In the Chattanooga area alone, EPB reported Friday that 53,000 dwellings and businesses still have no power. That's down from 74,000 on Thursday and less than half the 119,000 customers knocked off the grid after four waves of violent storms shattered or uprooted thousands of trees and splintered 205 utility poles.

EPB serves 145,000 residences and about 25,000 businesses in a 600-square-mile area.

Repairs could drag on until next Friday, EPB spokeswoman Danna Bailey said Friday, "assuming no more severe weather hits the area."

Between 60,000 and 70,000 customers had power restored between storm fronts, EPB President Harold DePriest said, only to lose it again as new lines of thunderheads besieged the city Wednesday.

"Our region has just experienced the most violent, long and widespread series of storms in EPB history," he said.

The storm will cost the utility an estimated $6 million to $8 million due to the wide swath of damage, with more than 1,000 EPB employees and contractors working around the clock to restore power.

In addition to damaged transformers, which can cost from hundreds to hundreds of thousands of dollars, each broken pole can cost as much as $2,500 to replace, he said.

A storm in February wrecked 125 telephone poles and 118 transformers, throwing 60,000 customers into darkness. The tab for that disaster was $4.5 million, bringing EPB's total storm bill so far this year to more than $11 million.

The next-largest storm was a 1993 blizzard that dropped about 20 inches of snow, left 74,000 customers in the dark and knocked down 89 poles. The damage from that storm took eight days to reverse, utility officials said.

EPB is slated to receive Federal Emergency Management Agency disaster aid to cover up to 70 percent of its expenses from February's storm, but it won't know how much it will ask for this time until repairs are complete, officials said.

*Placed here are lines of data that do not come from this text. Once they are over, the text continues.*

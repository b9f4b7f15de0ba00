use std::time::Duration;

/// Final measurements for one completed response. Written once, never
/// mutated.
#[derive(Debug, Clone, Copy, PartialEq, Eq)]
pub struct ResponseMetrics {
    size_bytes: u64,
    time_nanos: u64,
}

impl ResponseMetrics {
    pub fn new(size_bytes: u64, elapsed: Duration) -> Self {
        Self {
            size_bytes,
            time_nanos: elapsed.as_nanos() as u64,
        }
    }

    /// Response body size in bytes. 0 is a valid measurement.
    pub fn size_bytes(&self) -> u64 {
        self.size_bytes
    }

    /// Handler latency in nanoseconds.
    pub fn time_nanos(&self) -> u64 {
        self.time_nanos
    }

    pub fn elapsed(&self) -> Duration {
        Duration::from_nanos(self.time_nanos)
    }
}

/// The two measured dimensions, each carrying the attribute keys the report
/// page reads its aggregate cells from.
#[derive(Debug, Clone, Copy, PartialEq, Eq)]
pub enum Metric {
    ResponseSize,
    ResponseTime,
}

impl Metric {
    pub fn min_key(self) -> &'static str {
        match self {
            Metric::ResponseSize => "minimumResponseSize",
            Metric::ResponseTime => "minimumResponseTime",
        }
    }

    pub fn max_key(self) -> &'static str {
        match self {
            Metric::ResponseSize => "maximumResponseSize",
            Metric::ResponseTime => "maximumResponseTime",
        }
    }

    pub fn average_key(self) -> &'static str {
        match self {
            Metric::ResponseSize => "averageResponseSize",
            Metric::ResponseTime => "averageResponseTime",
        }
    }

    /// Extract this dimension from a record.
    pub fn value(self, metrics: &ResponseMetrics) -> u64 {
        match self {
            Metric::ResponseSize => metrics.size_bytes(),
            Metric::ResponseTime => metrics.time_nanos(),
        }
    }
}

/// Minimum, maximum and arithmetic mean of one metric dimension over a
/// snapshot. All zero when the snapshot holds no finalized entries.
#[derive(Debug, Clone, Copy, PartialEq, Default)]
pub struct Aggregate {
    pub min: u64,
    pub max: u64,
    pub average: f64,
}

Contracted electrical crews arrived Friday from both Carolinas, Florida, Kentucky, Illinois, Massachusetts, Missouri, Ohio, Virginia and other parts of Tennessee to assist EPB crews.

Priority has been given to hospitals and, when necessary, businesses with perishable food, but at this point it's still "organized chaos," DePriest said.

EPB also will attempt to give priority to large groups of homes at first, and concentrate on individual residences without power once the region's primary infrastructure is restored, he said.

Aside from utility crews, EPB also has contracted with tree removal services to speed repairs.

Where allowed by state law, crews are working around the clock, he said, although crews from other states operate under different rules and require different periods of rest.

"Be patient, stay cool," DePriest said. "There is a massive amount of damage."